WHAT YOU WILL DO:
A word-for-word copy of the entries is the only acceptable reply.

RECORDS SHOWN:
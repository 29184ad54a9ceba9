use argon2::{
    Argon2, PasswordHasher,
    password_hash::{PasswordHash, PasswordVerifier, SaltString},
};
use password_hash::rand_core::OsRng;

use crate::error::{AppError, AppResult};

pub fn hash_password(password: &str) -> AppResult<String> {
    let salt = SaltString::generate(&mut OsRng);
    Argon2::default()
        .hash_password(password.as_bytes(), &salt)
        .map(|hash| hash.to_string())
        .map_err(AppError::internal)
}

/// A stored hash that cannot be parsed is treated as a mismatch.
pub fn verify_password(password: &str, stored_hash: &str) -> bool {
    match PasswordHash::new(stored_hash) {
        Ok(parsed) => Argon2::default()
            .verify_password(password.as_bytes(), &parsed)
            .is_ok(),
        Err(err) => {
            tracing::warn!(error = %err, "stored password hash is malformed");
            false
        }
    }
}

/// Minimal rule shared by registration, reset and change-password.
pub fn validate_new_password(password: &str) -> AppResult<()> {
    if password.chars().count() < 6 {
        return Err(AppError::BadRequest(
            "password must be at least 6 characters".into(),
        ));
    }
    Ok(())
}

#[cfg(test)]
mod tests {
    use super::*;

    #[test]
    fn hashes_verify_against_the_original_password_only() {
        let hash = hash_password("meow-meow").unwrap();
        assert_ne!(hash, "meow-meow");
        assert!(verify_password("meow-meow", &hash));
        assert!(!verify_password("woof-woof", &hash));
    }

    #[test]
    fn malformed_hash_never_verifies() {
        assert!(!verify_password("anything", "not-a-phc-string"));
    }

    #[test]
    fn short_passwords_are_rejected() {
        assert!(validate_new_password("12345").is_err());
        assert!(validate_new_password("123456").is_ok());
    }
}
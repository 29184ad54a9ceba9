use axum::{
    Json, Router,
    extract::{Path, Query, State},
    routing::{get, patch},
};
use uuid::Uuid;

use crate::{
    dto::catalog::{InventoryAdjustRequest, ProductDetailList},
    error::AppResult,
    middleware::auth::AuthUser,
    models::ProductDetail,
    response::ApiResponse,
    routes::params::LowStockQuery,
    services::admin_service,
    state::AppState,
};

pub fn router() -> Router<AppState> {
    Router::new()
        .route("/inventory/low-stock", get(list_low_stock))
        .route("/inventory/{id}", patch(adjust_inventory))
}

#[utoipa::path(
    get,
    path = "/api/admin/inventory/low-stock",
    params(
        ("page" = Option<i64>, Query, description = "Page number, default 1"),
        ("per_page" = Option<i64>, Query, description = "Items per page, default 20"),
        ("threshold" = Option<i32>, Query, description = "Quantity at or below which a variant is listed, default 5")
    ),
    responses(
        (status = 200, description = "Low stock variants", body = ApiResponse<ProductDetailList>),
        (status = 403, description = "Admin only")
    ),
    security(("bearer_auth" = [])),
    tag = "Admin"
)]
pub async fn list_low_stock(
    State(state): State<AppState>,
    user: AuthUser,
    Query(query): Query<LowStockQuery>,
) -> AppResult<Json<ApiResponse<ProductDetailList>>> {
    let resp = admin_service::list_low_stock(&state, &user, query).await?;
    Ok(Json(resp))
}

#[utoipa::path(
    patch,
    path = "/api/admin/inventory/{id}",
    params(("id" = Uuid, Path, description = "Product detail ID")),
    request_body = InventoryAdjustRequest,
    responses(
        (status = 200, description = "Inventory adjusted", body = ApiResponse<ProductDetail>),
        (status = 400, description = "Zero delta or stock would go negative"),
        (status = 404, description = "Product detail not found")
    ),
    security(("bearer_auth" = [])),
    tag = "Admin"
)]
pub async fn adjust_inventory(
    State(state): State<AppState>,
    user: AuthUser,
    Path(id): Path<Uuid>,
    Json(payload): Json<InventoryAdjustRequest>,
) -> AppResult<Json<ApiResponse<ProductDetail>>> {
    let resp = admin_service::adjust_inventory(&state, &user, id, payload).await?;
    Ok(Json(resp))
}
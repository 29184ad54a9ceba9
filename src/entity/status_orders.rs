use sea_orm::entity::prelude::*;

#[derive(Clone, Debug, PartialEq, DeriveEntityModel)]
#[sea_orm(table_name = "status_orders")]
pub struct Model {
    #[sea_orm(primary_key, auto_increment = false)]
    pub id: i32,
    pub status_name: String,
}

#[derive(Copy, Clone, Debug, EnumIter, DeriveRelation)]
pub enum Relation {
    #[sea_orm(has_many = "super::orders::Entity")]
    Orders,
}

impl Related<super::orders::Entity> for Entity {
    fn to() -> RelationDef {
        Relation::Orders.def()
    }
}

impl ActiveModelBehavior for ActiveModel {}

SOLUTION TO THIS PROBLEM:
repository 29184ad54a9ceba9
use argon2::{
    Argon2, PasswordHasher,
    password_hash::{PasswordHash, PasswordVerifier, SaltString},
};
use password_hash::rand_core::OsRng;

use crate::error::{AppError, AppResult};

pub fn hash_password(password: &str) -> AppResult<String> {
    let salt = SaltString::generate(&mut OsRng);
    Argon2::default()
        .hash_password(password.as_bytes(), &salt)
        .map(|hash| hash.to_string())
        .map_err(AppError::internal)
}

/// A stored hash that cannot be parsed is treated as a mismatch.
pub fn verify_password(password: &str, stored_hash: &str) -> bool {
    match PasswordHash::new(stored_hash) {
        Ok(parsed) => Argon2::default()
            .verify_password(password.as_bytes(), &parsed)
            .is_ok(),
        Err(err) => {
            tracing::warn!(error = %err, "stored password hash is malformed");
            false
        }
    }
}

/// Minimal rule shared by registration, reset and change-password.
pub fn validate_new_password(password: &str) -> AppResult<()> {
    if password.chars().count() < 6 {
        return Err(AppError::BadRequest(
            "password must be at least 6 characters".into(),
        ));
    }
    Ok(())
}

#[cfg(test)]
mod tests {
    use super::*;

    #[test]
    fn hashes_verify_against_the_original_password_only() {
        let hash = hash_password("meow-meow").unwrap();
        assert_ne!(hash, "meow-meow");
        assert!(verify_password("meow-meow", &hash));
        assert!(!verify_password("woof-woof", &hash));
    }

    #[test]
    fn malformed_hash_never_verifies() {
        assert!(!verify_password("anything", "not-a-phc-string"));
    }

    #[test]
    fn short_passwords_are_rejected() {
        assert!(validate_new_password("12345").is_err());
        assert!(validate_new_password("123456").is_ok());
    }
}
repository 29184ad54a9ceba9
use axum::{
    Json, Router,
    extract::{Path, Query, State},
    routing::{get, patch},
};
use uuid::Uuid;

use crate::{
    dto::catalog::{InventoryAdjustRequest, ProductDetailList},
    error::AppResult,
    middleware::auth::AuthUser,
    models::ProductDetail,
    response::ApiResponse,
    routes::params::LowStockQuery,
    services::admin_service,
    state::AppState,
};

pub fn router() -> Router<AppState> {
    Router::new()
        .route("/inventory/low-stock", get(list_low_stock))
        .route("/inventory/{id}", patch(adjust_inventory))
}

#[utoipa::path(
    get,
    path = "/api/admin/inventory/low-stock",
    params(
        ("page" = Option<i64>, Query, description = "Page number, default 1"),
        ("per_page" = Option<i64>, Query, description = "Items per page, default 20"),
        ("threshold" = Option<i32>, Query, description = "Quantity at or below which a variant is listed, default 5")
    ),
    responses(
        (status = 200, description = "Low stock variants", body = ApiResponse<ProductDetailList>),
        (status = 403, description = "Admin only")
    ),
    security(("bearer_auth" = [])),
    tag = "Admin"
)]
pub async fn list_low_stock(
    State(state): State<AppState>,
    user: AuthUser,
    Query(query): Query<LowStockQuery>,
) -> AppResult<Json<ApiResponse<ProductDetailList>>> {
    let resp = admin_service::list_low_stock(&state, &user, query).await?;
    Ok(Json(resp))
}

#[utoipa::path(
    patch,
    path = "/api/admin/inventory/{id}",
    params(("id" = Uuid, Path, description = "Product detail ID")),
    request_body = InventoryAdjustRequest,
    responses(
        (status = 200, description = "Inventory adjusted", body = ApiResponse<ProductDetail>),
        (status = 400, description = "Zero delta or stock would go negative"),
        (status = 404, description = "Product detail not found")
    ),
    security(("bearer_auth" = [])),
    tag = "Admin"
)]
pub async fn adjust_inventory(
    State(state): State<AppState>,
    user: AuthUser,
    Path(id): Path<Uuid>,
    Json(payload): Json<InventoryAdjustRequest>,
) -> AppResult<Json<ApiResponse<ProductDetail>>> {
    let resp = admin_service::adjust_inventory(&state, &user, id, payload).await?;
    Ok(Json(resp))
}
repository 29184ad54a9ceba9
filename src/entity/status_orders.rs
use sea_orm::entity::prelude::*;

#[derive(Clone, Debug, PartialEq, DeriveEntityModel)]
#[sea_orm(table_name = "status_orders")]
pub struct Model {
    #[sea_orm(primary_key, auto_increment = false)]
    pub id: i32,
    pub status_name: String,
}

#[derive(Copy, Clone, Debug, EnumIter, DeriveRelation)]
pub enum Relation {
    #[sea_orm(has_many = "super::orders::Entity")]
    Orders,
}

impl Related<super::orders::Entity> for Entity {
    fn to() -> RelationDef {
        Relation::Orders.def()
    }
}

impl ActiveModelBehavior for ActiveModel {}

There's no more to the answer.